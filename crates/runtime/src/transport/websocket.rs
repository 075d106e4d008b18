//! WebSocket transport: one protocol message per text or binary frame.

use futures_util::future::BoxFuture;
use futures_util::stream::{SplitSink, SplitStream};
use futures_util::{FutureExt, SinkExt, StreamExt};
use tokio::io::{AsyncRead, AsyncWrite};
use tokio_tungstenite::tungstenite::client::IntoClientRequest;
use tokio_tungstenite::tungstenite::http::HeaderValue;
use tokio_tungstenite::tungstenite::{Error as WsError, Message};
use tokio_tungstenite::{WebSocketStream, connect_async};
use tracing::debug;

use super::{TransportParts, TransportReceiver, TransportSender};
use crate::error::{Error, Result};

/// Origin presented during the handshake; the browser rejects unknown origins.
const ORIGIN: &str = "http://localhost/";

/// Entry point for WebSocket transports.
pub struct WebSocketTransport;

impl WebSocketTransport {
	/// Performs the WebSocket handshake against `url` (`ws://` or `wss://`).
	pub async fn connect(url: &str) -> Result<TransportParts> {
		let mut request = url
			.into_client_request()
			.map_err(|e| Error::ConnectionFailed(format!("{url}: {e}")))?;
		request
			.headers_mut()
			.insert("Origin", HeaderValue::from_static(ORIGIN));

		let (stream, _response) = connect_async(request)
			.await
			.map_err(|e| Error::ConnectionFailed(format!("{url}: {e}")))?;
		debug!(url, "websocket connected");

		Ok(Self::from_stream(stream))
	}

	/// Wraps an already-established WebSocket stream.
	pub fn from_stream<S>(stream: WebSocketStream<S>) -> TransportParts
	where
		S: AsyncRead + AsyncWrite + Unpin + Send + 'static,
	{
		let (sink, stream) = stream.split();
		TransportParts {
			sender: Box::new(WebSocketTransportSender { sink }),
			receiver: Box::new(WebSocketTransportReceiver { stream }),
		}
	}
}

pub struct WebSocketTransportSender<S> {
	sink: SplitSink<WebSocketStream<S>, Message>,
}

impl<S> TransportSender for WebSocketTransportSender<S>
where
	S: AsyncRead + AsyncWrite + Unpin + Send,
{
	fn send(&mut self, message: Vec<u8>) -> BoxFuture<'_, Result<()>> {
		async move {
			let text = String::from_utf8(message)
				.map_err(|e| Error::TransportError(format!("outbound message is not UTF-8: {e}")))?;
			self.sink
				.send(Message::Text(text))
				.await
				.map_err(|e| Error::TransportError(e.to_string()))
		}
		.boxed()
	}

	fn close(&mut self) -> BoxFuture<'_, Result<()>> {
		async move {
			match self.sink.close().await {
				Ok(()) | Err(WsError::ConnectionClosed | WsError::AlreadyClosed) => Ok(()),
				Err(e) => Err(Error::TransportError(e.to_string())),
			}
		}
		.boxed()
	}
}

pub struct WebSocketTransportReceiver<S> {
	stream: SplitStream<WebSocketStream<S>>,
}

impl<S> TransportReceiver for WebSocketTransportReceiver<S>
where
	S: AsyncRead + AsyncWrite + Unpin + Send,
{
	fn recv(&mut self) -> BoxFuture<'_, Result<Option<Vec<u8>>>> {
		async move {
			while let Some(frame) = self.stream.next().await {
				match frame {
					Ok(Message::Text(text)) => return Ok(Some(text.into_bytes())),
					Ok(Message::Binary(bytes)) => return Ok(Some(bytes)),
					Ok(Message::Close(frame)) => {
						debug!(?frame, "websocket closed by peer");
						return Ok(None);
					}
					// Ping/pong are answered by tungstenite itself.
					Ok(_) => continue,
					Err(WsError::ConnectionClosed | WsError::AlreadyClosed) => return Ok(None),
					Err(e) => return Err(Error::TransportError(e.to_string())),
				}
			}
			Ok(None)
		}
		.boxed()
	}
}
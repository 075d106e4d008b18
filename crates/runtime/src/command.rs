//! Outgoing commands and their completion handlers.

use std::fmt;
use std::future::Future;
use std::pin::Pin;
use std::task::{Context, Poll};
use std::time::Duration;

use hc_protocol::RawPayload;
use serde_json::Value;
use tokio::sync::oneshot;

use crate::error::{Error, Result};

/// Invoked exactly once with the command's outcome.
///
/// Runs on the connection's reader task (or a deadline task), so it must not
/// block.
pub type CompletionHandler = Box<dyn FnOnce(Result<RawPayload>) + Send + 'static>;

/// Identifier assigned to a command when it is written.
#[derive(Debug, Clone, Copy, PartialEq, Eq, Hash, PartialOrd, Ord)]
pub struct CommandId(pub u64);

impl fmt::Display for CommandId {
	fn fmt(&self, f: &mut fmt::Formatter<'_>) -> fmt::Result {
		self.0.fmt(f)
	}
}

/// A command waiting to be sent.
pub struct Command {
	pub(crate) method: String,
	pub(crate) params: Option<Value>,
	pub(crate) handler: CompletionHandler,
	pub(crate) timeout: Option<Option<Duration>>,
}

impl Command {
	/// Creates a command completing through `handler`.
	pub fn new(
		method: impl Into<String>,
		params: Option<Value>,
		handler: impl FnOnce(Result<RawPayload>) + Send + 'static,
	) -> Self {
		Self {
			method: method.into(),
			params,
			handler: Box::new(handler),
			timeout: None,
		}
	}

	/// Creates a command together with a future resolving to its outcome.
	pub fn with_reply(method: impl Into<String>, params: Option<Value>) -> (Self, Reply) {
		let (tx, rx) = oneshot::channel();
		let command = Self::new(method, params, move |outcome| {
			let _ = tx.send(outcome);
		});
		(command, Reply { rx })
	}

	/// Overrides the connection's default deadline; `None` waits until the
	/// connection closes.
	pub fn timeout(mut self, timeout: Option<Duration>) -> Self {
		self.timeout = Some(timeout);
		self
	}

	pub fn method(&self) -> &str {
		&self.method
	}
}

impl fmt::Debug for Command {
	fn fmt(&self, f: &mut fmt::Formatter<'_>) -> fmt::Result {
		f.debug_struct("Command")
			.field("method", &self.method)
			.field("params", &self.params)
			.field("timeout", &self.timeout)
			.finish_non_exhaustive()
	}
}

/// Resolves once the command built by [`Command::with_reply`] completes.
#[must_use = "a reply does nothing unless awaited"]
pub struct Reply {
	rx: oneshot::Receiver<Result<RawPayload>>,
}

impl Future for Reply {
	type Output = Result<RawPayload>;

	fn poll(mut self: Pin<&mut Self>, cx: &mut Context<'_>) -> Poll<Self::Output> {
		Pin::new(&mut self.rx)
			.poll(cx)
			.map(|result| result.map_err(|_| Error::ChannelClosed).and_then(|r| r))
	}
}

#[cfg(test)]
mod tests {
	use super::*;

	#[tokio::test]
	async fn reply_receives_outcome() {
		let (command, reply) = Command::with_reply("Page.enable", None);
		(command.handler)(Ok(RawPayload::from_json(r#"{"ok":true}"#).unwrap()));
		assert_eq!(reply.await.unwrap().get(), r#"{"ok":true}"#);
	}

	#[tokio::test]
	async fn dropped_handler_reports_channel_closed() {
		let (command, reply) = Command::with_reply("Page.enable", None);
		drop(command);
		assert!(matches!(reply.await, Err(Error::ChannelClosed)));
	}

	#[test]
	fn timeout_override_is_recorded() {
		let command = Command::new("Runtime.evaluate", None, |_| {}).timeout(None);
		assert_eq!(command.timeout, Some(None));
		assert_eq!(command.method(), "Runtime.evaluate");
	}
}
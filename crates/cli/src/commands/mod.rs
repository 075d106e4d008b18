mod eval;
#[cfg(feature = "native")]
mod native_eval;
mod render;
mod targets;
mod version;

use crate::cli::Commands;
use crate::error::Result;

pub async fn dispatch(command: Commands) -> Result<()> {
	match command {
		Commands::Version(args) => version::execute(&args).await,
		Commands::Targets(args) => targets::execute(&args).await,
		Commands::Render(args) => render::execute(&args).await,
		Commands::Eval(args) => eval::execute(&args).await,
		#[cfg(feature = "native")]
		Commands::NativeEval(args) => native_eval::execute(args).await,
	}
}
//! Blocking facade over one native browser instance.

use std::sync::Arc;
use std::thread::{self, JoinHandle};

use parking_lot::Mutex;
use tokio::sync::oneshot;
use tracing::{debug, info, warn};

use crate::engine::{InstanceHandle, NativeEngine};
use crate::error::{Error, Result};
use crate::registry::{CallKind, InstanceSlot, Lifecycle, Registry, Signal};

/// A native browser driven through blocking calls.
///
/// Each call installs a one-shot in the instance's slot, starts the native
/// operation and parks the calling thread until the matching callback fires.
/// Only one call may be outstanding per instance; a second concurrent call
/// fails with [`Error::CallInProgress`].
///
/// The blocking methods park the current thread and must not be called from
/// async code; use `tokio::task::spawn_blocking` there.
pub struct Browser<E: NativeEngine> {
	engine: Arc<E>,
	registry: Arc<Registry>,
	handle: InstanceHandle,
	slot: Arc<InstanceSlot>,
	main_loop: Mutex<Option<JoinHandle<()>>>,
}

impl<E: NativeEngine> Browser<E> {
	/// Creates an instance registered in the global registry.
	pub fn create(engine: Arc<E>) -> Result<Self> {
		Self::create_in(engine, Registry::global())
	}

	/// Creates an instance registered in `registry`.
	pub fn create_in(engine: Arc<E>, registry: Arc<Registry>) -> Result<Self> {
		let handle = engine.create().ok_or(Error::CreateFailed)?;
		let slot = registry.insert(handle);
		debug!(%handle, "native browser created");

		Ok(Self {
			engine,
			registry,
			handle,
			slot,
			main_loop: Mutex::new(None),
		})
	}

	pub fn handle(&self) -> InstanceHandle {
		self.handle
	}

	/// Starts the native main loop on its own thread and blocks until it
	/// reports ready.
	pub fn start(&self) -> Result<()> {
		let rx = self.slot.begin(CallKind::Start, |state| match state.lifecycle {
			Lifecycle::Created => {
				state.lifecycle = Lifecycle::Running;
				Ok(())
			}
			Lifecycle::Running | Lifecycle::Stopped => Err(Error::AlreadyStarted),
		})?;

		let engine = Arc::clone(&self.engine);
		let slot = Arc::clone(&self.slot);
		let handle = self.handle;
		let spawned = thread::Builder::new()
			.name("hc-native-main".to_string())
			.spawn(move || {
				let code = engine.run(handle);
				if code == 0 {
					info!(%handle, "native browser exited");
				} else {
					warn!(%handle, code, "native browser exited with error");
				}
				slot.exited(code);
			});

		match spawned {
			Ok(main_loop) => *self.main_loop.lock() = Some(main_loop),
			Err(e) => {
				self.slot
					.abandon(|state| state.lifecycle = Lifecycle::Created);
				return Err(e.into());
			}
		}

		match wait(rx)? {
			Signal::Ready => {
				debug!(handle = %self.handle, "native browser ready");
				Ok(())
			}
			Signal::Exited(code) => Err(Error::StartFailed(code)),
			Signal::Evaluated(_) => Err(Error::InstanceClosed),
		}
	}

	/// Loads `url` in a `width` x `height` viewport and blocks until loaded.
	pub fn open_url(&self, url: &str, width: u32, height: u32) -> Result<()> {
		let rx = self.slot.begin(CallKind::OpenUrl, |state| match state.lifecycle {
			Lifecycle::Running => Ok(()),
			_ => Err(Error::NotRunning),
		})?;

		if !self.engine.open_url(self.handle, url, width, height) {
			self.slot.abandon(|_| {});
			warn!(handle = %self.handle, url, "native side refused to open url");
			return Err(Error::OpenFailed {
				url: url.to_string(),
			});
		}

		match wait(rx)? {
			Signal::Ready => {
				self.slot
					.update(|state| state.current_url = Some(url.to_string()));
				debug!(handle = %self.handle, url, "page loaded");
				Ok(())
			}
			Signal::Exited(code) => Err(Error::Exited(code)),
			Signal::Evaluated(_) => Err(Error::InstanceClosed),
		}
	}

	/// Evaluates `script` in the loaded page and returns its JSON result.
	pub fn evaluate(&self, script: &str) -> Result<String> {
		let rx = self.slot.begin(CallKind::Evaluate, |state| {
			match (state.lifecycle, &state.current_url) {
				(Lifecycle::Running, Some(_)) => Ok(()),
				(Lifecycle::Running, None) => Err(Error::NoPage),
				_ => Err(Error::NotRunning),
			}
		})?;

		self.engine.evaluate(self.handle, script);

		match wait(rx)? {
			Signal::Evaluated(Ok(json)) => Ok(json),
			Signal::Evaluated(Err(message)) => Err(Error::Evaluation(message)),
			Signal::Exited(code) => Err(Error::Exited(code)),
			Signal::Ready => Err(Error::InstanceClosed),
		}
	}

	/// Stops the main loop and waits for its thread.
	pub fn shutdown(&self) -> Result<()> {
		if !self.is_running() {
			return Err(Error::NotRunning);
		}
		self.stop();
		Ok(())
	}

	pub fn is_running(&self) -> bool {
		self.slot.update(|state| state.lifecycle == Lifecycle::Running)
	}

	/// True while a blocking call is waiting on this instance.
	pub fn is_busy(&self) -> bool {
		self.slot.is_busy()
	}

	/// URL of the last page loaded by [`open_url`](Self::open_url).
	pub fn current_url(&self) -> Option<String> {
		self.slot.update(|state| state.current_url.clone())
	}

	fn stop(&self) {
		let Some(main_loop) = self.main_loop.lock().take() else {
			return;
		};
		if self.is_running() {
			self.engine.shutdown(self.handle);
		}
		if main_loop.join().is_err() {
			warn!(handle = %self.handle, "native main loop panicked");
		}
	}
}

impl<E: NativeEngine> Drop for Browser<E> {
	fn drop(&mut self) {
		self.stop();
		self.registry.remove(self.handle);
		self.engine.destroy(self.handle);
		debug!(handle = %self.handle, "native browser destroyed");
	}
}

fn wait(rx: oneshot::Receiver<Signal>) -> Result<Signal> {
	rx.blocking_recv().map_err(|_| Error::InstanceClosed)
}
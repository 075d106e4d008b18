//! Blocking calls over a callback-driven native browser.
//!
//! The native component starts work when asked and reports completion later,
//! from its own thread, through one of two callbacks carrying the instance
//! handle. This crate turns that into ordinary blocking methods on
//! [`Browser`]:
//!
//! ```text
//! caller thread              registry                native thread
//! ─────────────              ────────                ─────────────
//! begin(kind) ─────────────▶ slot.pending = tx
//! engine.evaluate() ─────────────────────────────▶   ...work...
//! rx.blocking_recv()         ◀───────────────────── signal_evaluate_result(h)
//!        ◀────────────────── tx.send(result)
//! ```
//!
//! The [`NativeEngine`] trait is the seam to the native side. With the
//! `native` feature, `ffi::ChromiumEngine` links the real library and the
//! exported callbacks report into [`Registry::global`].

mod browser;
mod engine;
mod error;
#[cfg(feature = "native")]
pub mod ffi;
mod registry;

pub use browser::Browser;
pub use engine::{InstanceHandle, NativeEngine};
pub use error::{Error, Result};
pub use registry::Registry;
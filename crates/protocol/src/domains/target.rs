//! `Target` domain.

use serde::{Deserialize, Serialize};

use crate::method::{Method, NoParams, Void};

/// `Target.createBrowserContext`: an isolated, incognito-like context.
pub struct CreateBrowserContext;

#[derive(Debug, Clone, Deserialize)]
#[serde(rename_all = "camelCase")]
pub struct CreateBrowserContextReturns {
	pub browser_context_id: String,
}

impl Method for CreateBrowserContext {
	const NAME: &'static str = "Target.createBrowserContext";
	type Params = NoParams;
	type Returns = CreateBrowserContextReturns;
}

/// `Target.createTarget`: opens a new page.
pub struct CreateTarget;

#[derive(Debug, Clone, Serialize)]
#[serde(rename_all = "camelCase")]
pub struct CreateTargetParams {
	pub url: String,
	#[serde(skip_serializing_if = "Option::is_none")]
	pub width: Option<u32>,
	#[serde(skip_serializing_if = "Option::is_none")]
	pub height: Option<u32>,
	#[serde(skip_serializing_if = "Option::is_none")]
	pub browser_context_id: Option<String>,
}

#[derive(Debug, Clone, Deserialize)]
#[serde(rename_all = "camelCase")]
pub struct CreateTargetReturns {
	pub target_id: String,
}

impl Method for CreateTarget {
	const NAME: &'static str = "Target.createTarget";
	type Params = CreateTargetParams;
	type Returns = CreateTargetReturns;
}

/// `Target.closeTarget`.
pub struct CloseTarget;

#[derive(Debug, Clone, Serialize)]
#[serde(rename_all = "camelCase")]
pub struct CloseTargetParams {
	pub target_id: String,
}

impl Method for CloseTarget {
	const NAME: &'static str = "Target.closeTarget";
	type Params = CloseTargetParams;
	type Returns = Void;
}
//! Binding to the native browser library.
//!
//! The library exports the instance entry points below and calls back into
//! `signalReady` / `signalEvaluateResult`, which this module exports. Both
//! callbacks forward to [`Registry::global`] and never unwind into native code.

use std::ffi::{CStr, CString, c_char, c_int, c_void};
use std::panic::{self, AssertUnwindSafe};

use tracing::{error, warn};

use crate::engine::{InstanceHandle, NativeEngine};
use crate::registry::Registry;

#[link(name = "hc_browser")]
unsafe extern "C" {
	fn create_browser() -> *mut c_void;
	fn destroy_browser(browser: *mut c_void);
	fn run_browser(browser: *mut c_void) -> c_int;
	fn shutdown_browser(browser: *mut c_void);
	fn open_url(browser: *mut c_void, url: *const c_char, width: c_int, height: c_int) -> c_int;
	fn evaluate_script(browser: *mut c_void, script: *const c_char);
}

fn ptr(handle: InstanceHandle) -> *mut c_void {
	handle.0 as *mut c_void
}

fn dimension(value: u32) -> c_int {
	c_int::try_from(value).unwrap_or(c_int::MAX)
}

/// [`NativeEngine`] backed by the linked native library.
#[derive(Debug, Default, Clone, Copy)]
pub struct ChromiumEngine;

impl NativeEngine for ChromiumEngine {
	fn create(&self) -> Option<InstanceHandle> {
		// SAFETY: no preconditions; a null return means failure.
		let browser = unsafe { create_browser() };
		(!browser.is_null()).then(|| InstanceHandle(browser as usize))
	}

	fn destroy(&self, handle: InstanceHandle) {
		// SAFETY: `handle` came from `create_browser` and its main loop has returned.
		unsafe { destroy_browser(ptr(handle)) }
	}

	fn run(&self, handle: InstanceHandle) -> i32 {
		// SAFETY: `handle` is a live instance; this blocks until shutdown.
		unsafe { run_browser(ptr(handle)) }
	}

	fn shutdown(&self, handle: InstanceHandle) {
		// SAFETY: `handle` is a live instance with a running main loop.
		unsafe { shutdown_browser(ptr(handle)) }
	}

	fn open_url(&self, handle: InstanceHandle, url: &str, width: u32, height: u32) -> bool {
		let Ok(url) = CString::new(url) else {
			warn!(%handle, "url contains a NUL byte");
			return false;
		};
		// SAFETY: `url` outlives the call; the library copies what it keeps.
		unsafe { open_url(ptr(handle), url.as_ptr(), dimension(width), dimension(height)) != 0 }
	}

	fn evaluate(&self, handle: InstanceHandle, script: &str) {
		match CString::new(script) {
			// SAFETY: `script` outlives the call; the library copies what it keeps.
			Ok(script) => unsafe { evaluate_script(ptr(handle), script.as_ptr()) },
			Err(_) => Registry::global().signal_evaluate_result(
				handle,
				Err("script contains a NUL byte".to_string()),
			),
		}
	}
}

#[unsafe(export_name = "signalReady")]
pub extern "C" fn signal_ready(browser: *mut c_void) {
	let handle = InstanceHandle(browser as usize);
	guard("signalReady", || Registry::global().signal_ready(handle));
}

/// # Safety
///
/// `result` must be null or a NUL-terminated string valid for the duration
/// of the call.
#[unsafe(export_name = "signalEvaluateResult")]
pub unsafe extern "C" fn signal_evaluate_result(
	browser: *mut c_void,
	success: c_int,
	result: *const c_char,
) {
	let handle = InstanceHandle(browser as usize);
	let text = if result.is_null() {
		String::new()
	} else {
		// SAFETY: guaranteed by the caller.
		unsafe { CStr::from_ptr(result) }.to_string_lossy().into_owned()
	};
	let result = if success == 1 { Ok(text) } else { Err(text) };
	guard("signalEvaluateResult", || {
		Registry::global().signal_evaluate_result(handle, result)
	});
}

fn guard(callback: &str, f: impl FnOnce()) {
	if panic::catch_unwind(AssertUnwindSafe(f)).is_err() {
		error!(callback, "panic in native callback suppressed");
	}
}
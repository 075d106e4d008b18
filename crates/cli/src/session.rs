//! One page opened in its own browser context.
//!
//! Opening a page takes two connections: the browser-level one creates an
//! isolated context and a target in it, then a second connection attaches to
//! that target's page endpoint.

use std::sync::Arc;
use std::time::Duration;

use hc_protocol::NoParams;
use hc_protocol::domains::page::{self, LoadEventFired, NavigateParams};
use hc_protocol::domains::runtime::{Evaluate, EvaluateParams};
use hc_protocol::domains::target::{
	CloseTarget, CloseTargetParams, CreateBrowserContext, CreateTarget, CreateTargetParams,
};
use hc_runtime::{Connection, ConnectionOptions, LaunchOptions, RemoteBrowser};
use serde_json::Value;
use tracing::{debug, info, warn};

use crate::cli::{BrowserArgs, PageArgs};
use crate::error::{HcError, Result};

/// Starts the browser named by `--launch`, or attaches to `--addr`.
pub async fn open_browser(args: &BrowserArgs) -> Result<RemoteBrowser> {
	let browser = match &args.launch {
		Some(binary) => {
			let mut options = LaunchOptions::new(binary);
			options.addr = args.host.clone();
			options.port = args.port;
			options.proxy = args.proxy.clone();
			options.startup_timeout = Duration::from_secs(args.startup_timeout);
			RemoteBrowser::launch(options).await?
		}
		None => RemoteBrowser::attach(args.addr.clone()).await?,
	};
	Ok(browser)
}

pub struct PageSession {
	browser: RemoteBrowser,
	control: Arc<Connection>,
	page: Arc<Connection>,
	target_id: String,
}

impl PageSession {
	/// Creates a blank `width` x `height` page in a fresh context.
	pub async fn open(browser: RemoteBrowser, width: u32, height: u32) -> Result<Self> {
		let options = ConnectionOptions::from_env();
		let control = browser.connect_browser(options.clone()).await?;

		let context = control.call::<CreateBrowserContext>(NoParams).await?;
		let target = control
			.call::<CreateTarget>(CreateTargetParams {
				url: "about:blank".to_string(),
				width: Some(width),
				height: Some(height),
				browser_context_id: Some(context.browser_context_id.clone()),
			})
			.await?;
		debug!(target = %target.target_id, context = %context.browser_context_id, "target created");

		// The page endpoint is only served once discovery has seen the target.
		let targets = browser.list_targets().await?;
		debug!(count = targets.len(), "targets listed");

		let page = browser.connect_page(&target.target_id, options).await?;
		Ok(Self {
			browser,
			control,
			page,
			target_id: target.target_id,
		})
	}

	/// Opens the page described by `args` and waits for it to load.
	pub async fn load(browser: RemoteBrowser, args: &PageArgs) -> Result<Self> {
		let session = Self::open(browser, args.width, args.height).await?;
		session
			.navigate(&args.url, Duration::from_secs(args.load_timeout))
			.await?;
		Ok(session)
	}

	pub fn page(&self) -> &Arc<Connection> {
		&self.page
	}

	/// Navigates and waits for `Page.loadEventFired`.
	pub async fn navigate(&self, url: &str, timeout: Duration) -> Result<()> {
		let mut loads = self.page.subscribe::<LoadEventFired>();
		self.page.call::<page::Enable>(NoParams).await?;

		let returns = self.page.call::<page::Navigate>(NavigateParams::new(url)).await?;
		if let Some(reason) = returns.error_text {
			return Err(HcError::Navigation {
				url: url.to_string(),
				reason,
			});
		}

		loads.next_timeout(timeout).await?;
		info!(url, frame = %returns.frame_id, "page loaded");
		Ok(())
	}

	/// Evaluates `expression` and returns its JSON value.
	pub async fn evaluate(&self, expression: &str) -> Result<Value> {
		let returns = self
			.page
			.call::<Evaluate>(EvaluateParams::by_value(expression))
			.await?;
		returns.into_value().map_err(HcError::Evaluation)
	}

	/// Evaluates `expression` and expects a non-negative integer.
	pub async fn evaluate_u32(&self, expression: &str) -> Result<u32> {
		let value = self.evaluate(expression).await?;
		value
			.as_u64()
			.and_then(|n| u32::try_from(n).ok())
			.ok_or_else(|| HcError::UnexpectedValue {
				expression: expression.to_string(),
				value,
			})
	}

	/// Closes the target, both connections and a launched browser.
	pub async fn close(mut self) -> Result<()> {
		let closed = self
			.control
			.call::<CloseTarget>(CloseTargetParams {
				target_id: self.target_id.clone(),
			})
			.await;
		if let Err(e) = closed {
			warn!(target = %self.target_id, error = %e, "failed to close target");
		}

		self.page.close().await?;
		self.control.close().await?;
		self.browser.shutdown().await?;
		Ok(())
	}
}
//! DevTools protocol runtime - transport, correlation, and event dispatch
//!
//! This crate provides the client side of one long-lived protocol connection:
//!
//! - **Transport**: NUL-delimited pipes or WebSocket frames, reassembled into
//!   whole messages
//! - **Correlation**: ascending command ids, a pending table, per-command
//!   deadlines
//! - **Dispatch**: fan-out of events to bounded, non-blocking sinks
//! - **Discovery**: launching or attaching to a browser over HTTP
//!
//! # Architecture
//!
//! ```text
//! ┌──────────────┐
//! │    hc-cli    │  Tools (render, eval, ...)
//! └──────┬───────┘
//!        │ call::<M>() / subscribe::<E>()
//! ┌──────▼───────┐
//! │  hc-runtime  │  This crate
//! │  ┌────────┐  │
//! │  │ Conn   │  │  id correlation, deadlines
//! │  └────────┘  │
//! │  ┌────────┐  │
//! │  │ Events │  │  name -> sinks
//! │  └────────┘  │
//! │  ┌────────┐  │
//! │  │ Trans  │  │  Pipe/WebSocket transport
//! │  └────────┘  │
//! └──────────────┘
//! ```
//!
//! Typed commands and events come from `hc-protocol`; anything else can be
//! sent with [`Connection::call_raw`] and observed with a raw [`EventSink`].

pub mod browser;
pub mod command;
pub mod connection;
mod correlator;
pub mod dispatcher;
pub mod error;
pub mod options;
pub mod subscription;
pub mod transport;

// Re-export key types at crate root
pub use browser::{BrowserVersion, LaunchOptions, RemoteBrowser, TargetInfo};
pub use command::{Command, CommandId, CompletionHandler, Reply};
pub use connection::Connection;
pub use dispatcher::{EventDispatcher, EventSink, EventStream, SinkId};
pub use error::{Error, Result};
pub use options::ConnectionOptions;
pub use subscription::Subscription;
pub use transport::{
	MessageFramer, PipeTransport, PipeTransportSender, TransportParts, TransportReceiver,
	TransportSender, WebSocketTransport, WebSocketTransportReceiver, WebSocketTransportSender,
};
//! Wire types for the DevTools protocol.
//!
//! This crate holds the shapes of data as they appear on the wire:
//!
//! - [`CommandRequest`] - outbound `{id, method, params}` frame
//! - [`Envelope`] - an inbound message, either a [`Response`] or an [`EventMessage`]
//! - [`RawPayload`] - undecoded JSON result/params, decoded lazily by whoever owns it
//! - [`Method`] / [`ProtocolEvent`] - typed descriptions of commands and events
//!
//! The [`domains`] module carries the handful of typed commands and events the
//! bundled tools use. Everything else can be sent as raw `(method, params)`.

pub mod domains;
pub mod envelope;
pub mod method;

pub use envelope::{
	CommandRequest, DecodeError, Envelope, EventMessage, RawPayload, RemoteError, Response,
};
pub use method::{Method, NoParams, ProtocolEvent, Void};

* [WHAT IS NEEDED]
Please return the lines above that run from the line containing "pub use browser::Browser;" to the line containing "isolated, incognito-like context.", inclusive, exactly and with no other lines.

* [SOLVED EXERCISE]
pub use browser::Browser;
pub use engine::{InstanceHandle, NativeEngine};
pub use error::{Error, Result};
pub use registry::Registry;
filename crates/protocol/src/domains/target.rs
//! `Target` domain.

use serde::{Deserialize, Serialize};

use crate::method::{Method, NoParams, Void};

/// `Target.createBrowserContext`: an isolated, incognito-like context.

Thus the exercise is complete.